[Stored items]
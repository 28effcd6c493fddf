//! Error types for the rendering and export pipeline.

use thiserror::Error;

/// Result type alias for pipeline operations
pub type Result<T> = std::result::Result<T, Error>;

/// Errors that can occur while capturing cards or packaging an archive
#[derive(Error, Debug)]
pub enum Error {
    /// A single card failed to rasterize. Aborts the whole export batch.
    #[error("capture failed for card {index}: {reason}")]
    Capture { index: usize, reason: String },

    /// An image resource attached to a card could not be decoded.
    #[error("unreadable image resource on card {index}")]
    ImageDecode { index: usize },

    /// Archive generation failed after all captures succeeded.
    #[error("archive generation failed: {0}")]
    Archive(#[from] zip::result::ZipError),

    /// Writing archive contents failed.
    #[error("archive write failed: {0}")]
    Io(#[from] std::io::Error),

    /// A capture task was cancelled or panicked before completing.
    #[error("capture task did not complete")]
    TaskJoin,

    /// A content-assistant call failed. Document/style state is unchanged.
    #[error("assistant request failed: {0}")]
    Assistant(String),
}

* * *

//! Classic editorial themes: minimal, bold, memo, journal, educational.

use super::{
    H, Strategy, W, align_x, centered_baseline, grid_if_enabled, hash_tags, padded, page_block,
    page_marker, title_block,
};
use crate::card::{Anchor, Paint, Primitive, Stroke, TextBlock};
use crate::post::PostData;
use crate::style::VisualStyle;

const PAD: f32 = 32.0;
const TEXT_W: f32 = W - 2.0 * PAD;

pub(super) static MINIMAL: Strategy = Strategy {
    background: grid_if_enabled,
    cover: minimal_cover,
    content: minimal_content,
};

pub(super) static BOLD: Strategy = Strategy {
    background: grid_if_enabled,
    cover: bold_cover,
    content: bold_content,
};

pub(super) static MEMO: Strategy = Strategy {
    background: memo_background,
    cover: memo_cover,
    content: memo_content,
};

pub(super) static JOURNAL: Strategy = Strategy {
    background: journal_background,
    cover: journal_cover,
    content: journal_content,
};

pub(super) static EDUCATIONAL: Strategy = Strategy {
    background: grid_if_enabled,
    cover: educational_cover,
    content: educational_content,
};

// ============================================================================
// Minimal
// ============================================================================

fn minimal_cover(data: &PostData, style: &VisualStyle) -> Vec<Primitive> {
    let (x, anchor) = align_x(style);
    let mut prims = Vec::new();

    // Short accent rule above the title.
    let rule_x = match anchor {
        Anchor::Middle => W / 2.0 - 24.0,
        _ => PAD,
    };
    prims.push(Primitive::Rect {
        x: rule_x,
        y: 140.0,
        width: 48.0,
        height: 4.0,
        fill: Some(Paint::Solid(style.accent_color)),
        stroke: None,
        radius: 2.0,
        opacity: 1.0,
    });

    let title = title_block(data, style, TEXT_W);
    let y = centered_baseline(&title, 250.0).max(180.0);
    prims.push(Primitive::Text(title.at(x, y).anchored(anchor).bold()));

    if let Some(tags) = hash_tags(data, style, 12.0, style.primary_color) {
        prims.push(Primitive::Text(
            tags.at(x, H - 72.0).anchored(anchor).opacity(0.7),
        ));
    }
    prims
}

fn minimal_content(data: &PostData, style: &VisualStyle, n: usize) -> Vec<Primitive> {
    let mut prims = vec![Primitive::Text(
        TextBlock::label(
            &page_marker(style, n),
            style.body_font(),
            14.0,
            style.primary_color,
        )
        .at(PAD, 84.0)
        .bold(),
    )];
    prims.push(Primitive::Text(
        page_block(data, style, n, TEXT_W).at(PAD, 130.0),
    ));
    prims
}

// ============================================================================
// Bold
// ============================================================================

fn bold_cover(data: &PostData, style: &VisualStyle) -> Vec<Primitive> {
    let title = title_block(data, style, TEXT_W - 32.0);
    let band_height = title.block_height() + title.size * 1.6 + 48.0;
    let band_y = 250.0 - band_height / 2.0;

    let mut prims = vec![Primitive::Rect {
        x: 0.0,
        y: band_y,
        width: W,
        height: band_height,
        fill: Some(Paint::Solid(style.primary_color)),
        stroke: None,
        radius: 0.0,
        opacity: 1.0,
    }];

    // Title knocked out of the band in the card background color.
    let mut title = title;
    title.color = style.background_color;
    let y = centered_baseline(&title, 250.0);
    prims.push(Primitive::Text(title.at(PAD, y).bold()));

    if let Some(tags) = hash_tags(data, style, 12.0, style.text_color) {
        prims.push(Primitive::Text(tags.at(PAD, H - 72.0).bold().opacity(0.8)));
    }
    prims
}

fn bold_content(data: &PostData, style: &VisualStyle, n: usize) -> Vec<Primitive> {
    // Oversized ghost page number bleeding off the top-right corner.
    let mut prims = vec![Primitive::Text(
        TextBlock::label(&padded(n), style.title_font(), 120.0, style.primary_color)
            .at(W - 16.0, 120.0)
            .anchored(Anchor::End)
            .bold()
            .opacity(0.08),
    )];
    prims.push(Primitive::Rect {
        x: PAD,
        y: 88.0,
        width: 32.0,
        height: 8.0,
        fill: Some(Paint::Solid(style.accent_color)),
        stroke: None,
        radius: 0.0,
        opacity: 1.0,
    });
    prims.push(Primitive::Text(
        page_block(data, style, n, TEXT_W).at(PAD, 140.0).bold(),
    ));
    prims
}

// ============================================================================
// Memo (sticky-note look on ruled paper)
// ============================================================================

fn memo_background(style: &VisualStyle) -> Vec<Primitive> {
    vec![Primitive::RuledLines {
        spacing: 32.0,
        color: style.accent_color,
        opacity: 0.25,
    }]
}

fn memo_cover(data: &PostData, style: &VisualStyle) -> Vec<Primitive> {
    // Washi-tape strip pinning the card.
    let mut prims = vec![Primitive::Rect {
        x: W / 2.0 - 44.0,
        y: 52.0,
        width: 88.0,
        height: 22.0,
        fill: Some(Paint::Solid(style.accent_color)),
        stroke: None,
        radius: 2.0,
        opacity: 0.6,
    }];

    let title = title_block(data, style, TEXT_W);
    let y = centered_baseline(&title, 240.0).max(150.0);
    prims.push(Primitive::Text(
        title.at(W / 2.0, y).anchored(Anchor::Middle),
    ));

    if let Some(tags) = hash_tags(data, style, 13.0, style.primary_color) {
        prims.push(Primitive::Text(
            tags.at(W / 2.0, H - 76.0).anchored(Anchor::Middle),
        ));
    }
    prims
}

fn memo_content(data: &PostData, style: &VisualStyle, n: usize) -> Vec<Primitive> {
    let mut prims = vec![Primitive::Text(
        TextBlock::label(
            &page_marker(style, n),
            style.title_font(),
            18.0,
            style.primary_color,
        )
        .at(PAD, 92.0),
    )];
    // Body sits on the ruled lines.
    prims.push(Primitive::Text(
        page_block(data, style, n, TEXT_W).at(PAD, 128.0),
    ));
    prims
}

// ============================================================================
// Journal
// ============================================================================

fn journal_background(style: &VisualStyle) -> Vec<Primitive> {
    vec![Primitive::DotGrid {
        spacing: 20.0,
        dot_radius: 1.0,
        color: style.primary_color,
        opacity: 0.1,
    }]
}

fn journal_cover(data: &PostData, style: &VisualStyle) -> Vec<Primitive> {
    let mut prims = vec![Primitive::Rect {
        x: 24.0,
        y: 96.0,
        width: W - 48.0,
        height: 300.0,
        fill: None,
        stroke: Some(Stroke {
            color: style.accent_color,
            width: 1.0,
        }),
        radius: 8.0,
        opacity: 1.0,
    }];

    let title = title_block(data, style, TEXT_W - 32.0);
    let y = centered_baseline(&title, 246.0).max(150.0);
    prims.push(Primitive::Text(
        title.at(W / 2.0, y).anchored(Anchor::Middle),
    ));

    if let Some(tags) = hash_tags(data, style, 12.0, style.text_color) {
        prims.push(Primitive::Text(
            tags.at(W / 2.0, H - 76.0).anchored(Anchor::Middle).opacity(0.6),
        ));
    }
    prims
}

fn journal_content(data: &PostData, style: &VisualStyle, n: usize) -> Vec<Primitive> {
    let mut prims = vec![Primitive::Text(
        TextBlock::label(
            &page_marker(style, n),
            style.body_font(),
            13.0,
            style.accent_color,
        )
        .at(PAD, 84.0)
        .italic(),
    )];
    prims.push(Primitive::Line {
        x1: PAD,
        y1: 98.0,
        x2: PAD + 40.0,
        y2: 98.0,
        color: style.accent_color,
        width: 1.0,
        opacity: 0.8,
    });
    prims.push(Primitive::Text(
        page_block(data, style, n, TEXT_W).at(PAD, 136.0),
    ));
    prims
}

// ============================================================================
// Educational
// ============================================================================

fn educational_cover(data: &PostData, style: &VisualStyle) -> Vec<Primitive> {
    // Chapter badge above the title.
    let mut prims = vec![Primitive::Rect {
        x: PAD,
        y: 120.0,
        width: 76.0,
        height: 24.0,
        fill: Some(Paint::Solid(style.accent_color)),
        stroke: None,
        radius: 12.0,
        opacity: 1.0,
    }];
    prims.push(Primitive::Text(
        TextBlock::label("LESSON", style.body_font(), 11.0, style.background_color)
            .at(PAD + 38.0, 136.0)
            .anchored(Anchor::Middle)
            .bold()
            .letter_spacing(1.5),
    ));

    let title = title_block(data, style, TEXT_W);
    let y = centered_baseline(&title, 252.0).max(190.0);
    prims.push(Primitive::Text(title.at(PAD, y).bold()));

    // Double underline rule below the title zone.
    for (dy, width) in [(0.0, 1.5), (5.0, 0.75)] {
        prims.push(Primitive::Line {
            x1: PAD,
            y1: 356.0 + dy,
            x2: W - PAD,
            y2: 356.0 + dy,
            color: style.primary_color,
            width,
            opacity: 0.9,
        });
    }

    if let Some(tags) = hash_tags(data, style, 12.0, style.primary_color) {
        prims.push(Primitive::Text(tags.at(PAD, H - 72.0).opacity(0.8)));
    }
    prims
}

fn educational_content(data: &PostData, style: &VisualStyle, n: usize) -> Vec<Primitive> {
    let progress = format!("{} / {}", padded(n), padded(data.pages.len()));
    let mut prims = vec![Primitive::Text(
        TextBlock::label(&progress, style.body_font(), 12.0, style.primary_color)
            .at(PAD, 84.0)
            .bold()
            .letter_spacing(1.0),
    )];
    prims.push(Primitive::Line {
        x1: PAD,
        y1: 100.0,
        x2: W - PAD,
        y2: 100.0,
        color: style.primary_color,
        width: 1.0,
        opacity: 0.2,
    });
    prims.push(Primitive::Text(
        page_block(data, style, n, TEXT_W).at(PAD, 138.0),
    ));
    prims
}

...

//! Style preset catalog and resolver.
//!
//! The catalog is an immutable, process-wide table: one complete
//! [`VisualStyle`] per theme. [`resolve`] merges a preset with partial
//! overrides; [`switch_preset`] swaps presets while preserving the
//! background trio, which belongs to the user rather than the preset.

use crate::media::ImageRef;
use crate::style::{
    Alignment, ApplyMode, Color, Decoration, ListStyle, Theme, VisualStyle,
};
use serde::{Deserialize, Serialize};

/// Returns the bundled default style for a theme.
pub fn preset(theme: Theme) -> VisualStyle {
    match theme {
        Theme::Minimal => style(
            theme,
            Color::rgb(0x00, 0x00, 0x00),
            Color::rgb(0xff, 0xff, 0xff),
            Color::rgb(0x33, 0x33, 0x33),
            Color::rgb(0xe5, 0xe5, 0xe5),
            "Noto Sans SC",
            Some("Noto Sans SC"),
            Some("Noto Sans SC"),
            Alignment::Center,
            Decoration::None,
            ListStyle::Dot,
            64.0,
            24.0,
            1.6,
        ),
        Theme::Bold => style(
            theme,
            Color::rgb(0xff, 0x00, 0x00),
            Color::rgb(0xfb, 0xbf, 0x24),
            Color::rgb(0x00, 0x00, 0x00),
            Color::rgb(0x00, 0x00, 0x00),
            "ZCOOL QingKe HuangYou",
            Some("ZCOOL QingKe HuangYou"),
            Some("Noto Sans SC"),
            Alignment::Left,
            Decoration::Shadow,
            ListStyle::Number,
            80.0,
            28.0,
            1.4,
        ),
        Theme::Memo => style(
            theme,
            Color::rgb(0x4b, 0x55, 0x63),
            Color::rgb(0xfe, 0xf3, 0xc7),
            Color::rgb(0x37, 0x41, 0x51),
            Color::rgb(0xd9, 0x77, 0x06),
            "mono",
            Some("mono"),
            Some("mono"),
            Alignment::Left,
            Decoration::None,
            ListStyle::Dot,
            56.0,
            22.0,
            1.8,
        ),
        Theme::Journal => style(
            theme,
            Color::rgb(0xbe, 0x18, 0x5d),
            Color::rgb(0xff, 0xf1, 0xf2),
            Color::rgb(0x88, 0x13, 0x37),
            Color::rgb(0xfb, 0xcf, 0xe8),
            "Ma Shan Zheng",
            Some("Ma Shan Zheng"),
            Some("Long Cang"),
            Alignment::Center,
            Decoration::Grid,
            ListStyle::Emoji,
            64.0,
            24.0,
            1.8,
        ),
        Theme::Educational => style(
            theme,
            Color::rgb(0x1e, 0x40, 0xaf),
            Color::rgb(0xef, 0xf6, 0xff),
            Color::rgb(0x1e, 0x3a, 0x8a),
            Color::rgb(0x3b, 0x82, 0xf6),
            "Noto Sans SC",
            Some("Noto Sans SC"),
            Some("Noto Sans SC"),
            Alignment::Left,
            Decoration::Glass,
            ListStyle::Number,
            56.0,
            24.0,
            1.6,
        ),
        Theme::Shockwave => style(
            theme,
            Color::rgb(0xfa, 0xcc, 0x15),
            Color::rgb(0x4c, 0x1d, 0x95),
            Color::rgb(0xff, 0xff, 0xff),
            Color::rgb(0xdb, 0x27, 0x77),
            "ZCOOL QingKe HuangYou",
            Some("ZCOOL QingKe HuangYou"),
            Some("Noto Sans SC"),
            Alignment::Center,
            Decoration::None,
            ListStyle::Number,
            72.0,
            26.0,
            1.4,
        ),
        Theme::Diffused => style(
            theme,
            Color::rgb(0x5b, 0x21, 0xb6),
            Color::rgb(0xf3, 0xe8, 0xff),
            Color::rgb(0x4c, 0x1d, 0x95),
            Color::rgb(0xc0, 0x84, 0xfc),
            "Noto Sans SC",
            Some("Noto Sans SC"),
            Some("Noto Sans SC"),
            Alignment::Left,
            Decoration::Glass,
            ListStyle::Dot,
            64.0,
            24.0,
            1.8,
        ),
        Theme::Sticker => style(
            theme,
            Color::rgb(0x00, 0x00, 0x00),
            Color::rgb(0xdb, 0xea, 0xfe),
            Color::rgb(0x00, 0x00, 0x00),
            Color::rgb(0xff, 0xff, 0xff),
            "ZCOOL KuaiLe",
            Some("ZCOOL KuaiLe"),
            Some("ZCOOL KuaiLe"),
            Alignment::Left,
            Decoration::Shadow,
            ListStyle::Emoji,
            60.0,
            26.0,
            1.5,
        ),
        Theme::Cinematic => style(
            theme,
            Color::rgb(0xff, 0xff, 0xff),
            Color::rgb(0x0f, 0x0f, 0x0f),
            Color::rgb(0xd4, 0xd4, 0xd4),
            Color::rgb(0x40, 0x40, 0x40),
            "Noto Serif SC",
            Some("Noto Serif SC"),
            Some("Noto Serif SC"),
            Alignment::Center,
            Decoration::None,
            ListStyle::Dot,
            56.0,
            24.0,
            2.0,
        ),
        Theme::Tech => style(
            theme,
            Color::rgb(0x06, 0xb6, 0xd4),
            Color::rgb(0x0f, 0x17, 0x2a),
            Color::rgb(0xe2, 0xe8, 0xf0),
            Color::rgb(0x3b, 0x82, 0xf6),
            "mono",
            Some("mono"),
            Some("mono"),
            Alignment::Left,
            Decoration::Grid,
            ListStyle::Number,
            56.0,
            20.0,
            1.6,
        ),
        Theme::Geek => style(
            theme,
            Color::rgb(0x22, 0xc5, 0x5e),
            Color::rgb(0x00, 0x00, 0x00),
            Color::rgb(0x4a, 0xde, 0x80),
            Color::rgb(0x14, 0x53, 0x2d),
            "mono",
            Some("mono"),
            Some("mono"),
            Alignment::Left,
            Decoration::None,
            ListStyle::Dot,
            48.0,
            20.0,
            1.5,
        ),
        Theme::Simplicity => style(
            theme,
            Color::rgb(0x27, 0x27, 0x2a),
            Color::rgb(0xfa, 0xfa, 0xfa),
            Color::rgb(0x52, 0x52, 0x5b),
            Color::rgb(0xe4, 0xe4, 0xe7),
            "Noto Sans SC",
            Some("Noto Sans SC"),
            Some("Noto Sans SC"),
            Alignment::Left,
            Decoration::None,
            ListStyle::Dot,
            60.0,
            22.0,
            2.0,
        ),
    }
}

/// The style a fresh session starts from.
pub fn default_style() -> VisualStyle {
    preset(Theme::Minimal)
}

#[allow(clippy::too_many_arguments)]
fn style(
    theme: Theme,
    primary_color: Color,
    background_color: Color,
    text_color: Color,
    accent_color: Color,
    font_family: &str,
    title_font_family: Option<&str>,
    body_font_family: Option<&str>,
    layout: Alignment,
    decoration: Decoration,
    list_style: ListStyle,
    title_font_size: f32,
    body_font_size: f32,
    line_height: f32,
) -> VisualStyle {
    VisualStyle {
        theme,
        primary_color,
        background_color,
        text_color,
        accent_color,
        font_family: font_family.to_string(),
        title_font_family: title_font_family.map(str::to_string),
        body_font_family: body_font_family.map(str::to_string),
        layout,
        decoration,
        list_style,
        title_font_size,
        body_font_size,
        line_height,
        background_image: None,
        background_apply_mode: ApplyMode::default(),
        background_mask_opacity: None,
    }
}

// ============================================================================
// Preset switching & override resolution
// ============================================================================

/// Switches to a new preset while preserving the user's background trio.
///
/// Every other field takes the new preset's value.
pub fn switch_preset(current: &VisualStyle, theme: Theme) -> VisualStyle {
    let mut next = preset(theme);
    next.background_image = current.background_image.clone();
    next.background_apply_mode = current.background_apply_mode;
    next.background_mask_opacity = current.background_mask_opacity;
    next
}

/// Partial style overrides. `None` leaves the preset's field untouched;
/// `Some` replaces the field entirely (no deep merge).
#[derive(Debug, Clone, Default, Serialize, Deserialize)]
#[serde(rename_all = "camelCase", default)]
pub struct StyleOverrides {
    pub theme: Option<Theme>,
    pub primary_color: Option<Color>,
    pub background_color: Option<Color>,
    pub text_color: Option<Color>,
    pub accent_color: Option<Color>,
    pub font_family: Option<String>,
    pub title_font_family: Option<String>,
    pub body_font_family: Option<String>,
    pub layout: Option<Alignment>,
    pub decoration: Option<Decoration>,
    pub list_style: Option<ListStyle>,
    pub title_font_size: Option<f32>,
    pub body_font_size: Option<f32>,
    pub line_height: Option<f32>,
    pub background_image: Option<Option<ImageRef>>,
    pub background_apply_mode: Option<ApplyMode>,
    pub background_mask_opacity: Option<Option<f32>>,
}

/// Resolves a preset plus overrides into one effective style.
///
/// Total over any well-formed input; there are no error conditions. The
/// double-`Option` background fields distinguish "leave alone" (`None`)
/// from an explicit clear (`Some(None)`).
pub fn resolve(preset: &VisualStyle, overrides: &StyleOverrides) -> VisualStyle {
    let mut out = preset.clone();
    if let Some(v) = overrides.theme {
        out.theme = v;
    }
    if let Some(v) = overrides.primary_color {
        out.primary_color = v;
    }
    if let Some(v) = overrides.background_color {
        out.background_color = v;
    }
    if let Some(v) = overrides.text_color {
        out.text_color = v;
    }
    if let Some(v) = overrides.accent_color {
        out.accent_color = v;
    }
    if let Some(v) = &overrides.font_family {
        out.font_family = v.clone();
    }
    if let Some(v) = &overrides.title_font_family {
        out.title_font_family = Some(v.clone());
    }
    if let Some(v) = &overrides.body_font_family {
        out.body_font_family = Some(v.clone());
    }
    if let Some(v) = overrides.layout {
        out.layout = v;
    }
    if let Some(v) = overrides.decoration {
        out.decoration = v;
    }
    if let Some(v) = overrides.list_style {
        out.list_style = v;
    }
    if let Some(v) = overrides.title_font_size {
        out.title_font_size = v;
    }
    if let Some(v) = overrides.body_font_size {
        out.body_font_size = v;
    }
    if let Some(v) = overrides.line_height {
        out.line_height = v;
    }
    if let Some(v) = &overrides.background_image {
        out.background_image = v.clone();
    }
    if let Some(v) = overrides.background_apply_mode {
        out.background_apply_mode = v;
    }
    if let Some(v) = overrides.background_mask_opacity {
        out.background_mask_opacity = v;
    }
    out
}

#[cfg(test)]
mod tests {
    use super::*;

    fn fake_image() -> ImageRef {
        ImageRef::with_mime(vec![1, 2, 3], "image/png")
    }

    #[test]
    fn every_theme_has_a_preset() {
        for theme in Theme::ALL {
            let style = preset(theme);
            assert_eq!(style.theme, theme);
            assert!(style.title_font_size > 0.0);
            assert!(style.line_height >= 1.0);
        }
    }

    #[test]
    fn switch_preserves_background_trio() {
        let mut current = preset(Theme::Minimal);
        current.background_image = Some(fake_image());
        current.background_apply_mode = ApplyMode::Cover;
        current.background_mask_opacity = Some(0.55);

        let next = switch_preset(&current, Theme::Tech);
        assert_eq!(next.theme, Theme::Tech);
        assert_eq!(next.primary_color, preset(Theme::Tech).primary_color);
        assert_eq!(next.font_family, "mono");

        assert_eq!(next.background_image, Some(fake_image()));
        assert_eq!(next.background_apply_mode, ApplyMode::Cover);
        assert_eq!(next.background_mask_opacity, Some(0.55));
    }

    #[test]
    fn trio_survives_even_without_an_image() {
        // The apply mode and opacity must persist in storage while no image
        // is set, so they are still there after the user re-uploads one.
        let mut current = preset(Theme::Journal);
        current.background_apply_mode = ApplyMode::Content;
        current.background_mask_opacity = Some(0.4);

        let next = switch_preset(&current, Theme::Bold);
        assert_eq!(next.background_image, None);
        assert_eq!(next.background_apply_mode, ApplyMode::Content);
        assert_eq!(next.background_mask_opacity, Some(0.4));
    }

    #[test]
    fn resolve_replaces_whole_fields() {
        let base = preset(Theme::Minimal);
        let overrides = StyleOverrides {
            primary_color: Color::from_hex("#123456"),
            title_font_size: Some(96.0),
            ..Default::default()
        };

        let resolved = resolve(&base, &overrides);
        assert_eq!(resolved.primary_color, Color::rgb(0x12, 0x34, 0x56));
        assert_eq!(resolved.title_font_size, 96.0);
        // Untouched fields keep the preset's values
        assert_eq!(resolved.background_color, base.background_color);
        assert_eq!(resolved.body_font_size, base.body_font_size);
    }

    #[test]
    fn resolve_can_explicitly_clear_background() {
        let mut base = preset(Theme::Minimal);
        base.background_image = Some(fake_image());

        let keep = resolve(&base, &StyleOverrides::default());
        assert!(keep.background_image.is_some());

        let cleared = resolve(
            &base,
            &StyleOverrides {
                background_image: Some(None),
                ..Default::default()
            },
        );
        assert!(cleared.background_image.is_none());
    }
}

[TASK REQUIREMENTS] Repeat, exactly as they stand above, the lines from the line with "pub(super) static MINIMAL: Strategy" to the line with "fn minimal_cover(data: &PostData, style: &VisualStyle)", both lines included.

[OUTPUT FOR THIS EXERCISE]
pub(super) static MINIMAL: Strategy = Strategy {
    background: grid_if_enabled,
    cover: minimal_cover,
    content: minimal_content,
};

pub(super) static BOLD: Strategy = Strategy {
    background: grid_if_enabled,
    cover: bold_cover,
    content: bold_content,
};

pub(super) static MEMO: Strategy = Strategy {
    background: memo_background,
    cover: memo_cover,
    content: memo_content,
};

pub(super) static JOURNAL: Strategy = Strategy {
    background: journal_background,
    cover: journal_cover,
    content: journal_content,
};

pub(super) static EDUCATIONAL: Strategy = Strategy {
    background: grid_if_enabled,
    cover: educational_cover,
    content: educational_content,
};

// ============================================================================
// Minimal
// ============================================================================

fn minimal_cover(data: &PostData, style: &VisualStyle) -> Vec<Primitive> {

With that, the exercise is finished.